0
votes

I'm trying to create a dataframe containing specific keywords-in-context using the kwic() function, but unfortunately, I'm running into some error when attempting to tokenize the underlying dataset.

This is the subset of the dataset I'm using as a reproducible example:

test_cluster <- speeches_subset %>%
  filter(grepl('Schwester Agnes',
                speechContent,
                ignore.case = TRUE))

test_corpus <- corpus(test_cluster,
                      docid_field = "id",
                      text_field = "speechContent")

Here, test_cluster contains six observations of 12 variables, that is, six rows in which the column speechContent contains the compound word "Schwester Agnes". test_corpus transforms the underlying data into a quanteda corpus object.

When I then run the following code, I would expect, first, the content of the speechContent variables to be tokenized, and due to tokens_compound, the compound word "Schwester Agnes" to be tokenized as such. In a second step, I would expect the kwic() function to return a dataframe consisting of six rows, with the keyword variable including the compound word "Schwester Agnes". Instead, however, kwic() returns an empty dataframe containing 0 observations of 7 variables.
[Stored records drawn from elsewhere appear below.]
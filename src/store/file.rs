//! JSON file backed store.
//!
//! One file per database, laid out as
//! `{"<collection>": {"<doc id>": {...}, ...}, ...}`. The file is read once on
//! open and rewritten in full after every mutation. A mutation becomes
//! visible in memory only once the rewrite succeeded.

use super::memory::Collection;
use super::{DocId, Document, DocumentStore, Query};
use crate::error::{StoreError, StoreResult};
use std::collections::BTreeMap;
use std::fs;
use std::path::{Path, PathBuf};
use std::sync::Mutex;

type Tables = BTreeMap<String, Collection>;

#[derive(Debug)]
pub struct JsonFileStore {
    path: PathBuf,
    tables: Mutex<Tables>,
}

impl JsonFileStore {
    /// Open `path`, creating it (and its parent directory) as `{}` if it does
    /// not exist yet.
    pub fn open(path: impl AsRef<Path>) -> StoreResult<Self> {
        let path = path.as_ref().to_path_buf();
        let io_err = |source| StoreError::Io {
            path: path.display().to_string(),
            source,
        };

        if !path.exists() {
            if let Some(parent) = path.parent().filter(|p| !p.as_os_str().is_empty()) {
                fs::create_dir_all(parent).map_err(io_err)?;
            }
            fs::write(&path, b"{}").map_err(io_err)?;
            tracing::info!(target: "route_gateway::store", path = %path.display(), "Created database file");
        }

        let raw = fs::read_to_string(&path).map_err(io_err)?;
        let tables: Tables = if raw.trim().is_empty() {
            Tables::new()
        } else {
            serde_json::from_str(&raw)?
        };

        Ok(Self {
            path,
            tables: Mutex::new(tables),
        })
    }

    fn persist(&self, tables: &Tables) -> StoreResult<()> {
        let io_err = |source| StoreError::Io {
            path: self.path.display().to_string(),
            source,
        };
        let tmp = self.path.with_extension("json.tmp");
        fs::write(&tmp, serde_json::to_vec(tables)?).map_err(io_err)?;
        fs::rename(&tmp, &self.path).map_err(io_err)
    }

    fn mutate<R>(&self, collection: &str, f: impl FnOnce(&mut Collection) -> R) -> StoreResult<R> {
        let mut tables = self
            .tables
            .lock()
            .map_err(|_| StoreError::Poisoned("file store"))?;
        let previous = tables.get(collection).cloned();
        let mut next = previous.clone().unwrap_or_default();
        let result = f(&mut next);

        tables.insert(collection.to_string(), next);
        if let Err(e) = self.persist(&tables) {
            match previous {
                Some(previous) => tables.insert(collection.to_string(), previous),
                None => tables.remove(collection),
            };
            return Err(e);
        }
        Ok(result)
    }

    fn view<R: Default>(&self, collection: &str, f: impl FnOnce(&Collection) -> R) -> StoreResult<R> {
        let tables = self
            .tables
            .lock()
            .map_err(|_| StoreError::Poisoned("file store"))?;
        Ok(tables.get(collection).map(f).unwrap_or_default())
    }
}

impl DocumentStore for JsonFileStore {
    fn get(&self, collection: &str, query: &Query) -> StoreResult<Option<Document>> {
        self.view(collection, |c| c.get(query))
    }

    fn insert(&self, collection: &str, doc: Document) -> StoreResult<DocId> {
        self.mutate(collection, |c| c.insert(doc))
    }

    fn upsert(&self, collection: &str, doc: Document, query: &Query) -> StoreResult<Vec<DocId>> {
        self.mutate(collection, |c| c.upsert(doc, query))
    }

    fn remove(&self, collection: &str, query: &Query) -> StoreResult<Vec<DocId>> {
        self.mutate(collection, |c| c.remove(query))
    }

    fn all(&self, collection: &str) -> StoreResult<Vec<Document>> {
        self.view(collection, |c| c.all())
    }
}
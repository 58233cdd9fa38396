use crate::error::GatewayError;
use crate::rate_limiter::{CooldownLimiter, Decision};
use axum::{
    extract::{ConnectInfo, Request, State},
    middleware::{self, Next},
    response::{IntoResponse, Response},
    routing::MethodRouter,
};
use std::net::SocketAddr;
use std::sync::Arc;
use tracing::info;

/// Where the client IP used for cooldown bookkeeping comes from.
#[derive(Debug, Clone, Copy, PartialEq, Eq, Default)]
pub enum ClientIpSource {
    /// The TCP peer address.
    #[default]
    Peer,
    /// `X-Forwarded-For` / `X-Real-IP`, falling back to the peer address.
    /// Only safe behind a proxy that overwrites these headers.
    Forwarded,
}

impl ClientIpSource {
    pub fn from_trust_flag(trust_forwarded: bool) -> Self {
        if trust_forwarded {
            ClientIpSource::Forwarded
        } else {
            ClientIpSource::Peer
        }
    }
}

/// Client IP resolved by [`logging_middleware`], available to handlers as a
/// request extension.
#[derive(Debug, Clone, PartialEq, Eq)]
pub struct ClientIp(pub String);

/// Logging middleware for request/response tracking
pub async fn logging_middleware(
    State(ip_source): State<ClientIpSource>,
    mut request: Request,
    next: Next,
) -> Response {
    let method = request.method().clone();
    let uri = request.uri().clone();
    let client_ip = client_ip(&request, ip_source);
    let request_id = uuid::Uuid::new_v4();

    info!(
        target: "route_gateway::middleware",
        %request_id,
        method = %method,
        uri = %uri,
        client_ip = %client_ip,
        "Incoming request"
    );

    request.extensions_mut().insert(ClientIp(client_ip));
    let response = next.run(request).await;

    info!(
        target: "route_gateway::middleware",
        %request_id,
        method = %method,
        uri = %uri,
        status = %response.status(),
        "Request completed"
    );

    response
}

pub fn client_ip(request: &Request, source: ClientIpSource) -> String {
    if source == ClientIpSource::Forwarded {
        if let Some(forwarded) = request.headers().get("x-forwarded-for") {
            if let Ok(forwarded_str) = forwarded.to_str() {
                if let Some(first_ip) = forwarded_str.split(',').next() {
                    let first_ip = first_ip.trim();
                    if !first_ip.is_empty() {
                        return first_ip.to_string();
                    }
                }
            }
        }

        if let Some(real_ip) = request.headers().get("x-real-ip") {
            if let Ok(ip_str) = real_ip.to_str() {
                return ip_str.trim().to_string();
            }
        }
    }

    match request.extensions().get::<ConnectInfo<SocketAddr>>() {
        Some(ConnectInfo(addr)) => addr.ip().to_string(),
        None => "unknown".to_string(),
    }
}

/// Per-route cooldown configuration handed to [`cooldown_gate`].
#[derive(Clone)]
pub struct CooldownGate {
    pub route: Arc<str>,
    pub cooldown_secs: u64,
    pub limiter: CooldownLimiter,
    pub ip_source: ClientIpSource,
}

/// Runs the limiter before the wrapped handler; a limited request never
/// reaches it.
pub async fn cooldown_gate(State(gate): State<CooldownGate>, request: Request, next: Next) -> Response {
    let ip = client_ip(&request, gate.ip_source);

    match gate.limiter.check_and_record(&ip, gate.cooldown_secs) {
        Ok(Decision::Allowed) => next.run(request).await,
        Ok(Decision::Limited { retry_after_secs }) => {
            info!(
                target: "route_gateway::middleware",
                route = %gate.route,
                client_ip = %ip,
                retry_after_secs,
                "Request rate-limited"
            );
            GatewayError::RateLimited { retry_after_secs }.into_response()
        }
        Err(e) => GatewayError::from(e).into_response(),
    }
}

/// Wrap `handler` so every call first passes the cooldown gate. A zero
/// cooldown returns the handler untouched. Requests with an undeclared method
/// are answered with 405 before the gate and leave no timestamp behind.
pub fn with_cooldown<S>(handler: MethodRouter<S>, gate: CooldownGate) -> MethodRouter<S>
where
    S: Clone + Send + Sync + 'static,
{
    if gate.cooldown_secs == 0 {
        return handler;
    }
    handler.route_layer(middleware::from_fn_with_state(gate, cooldown_gate))
}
I think this is because of some mistake I'm making with tokens_compound(), but I'm not sure... Any help would be greatly appreciated!

test_tokens <- tokens(test_corpus, 
                      remove_punct = TRUE,
                      remove_numbers = TRUE) %>%
  tokens_compound(pattern = phrase("Schwester Agnes"))

test_kwic <- kwic(test_tokens,
                  pattern = "Schwester Agnes",
                  window = 5)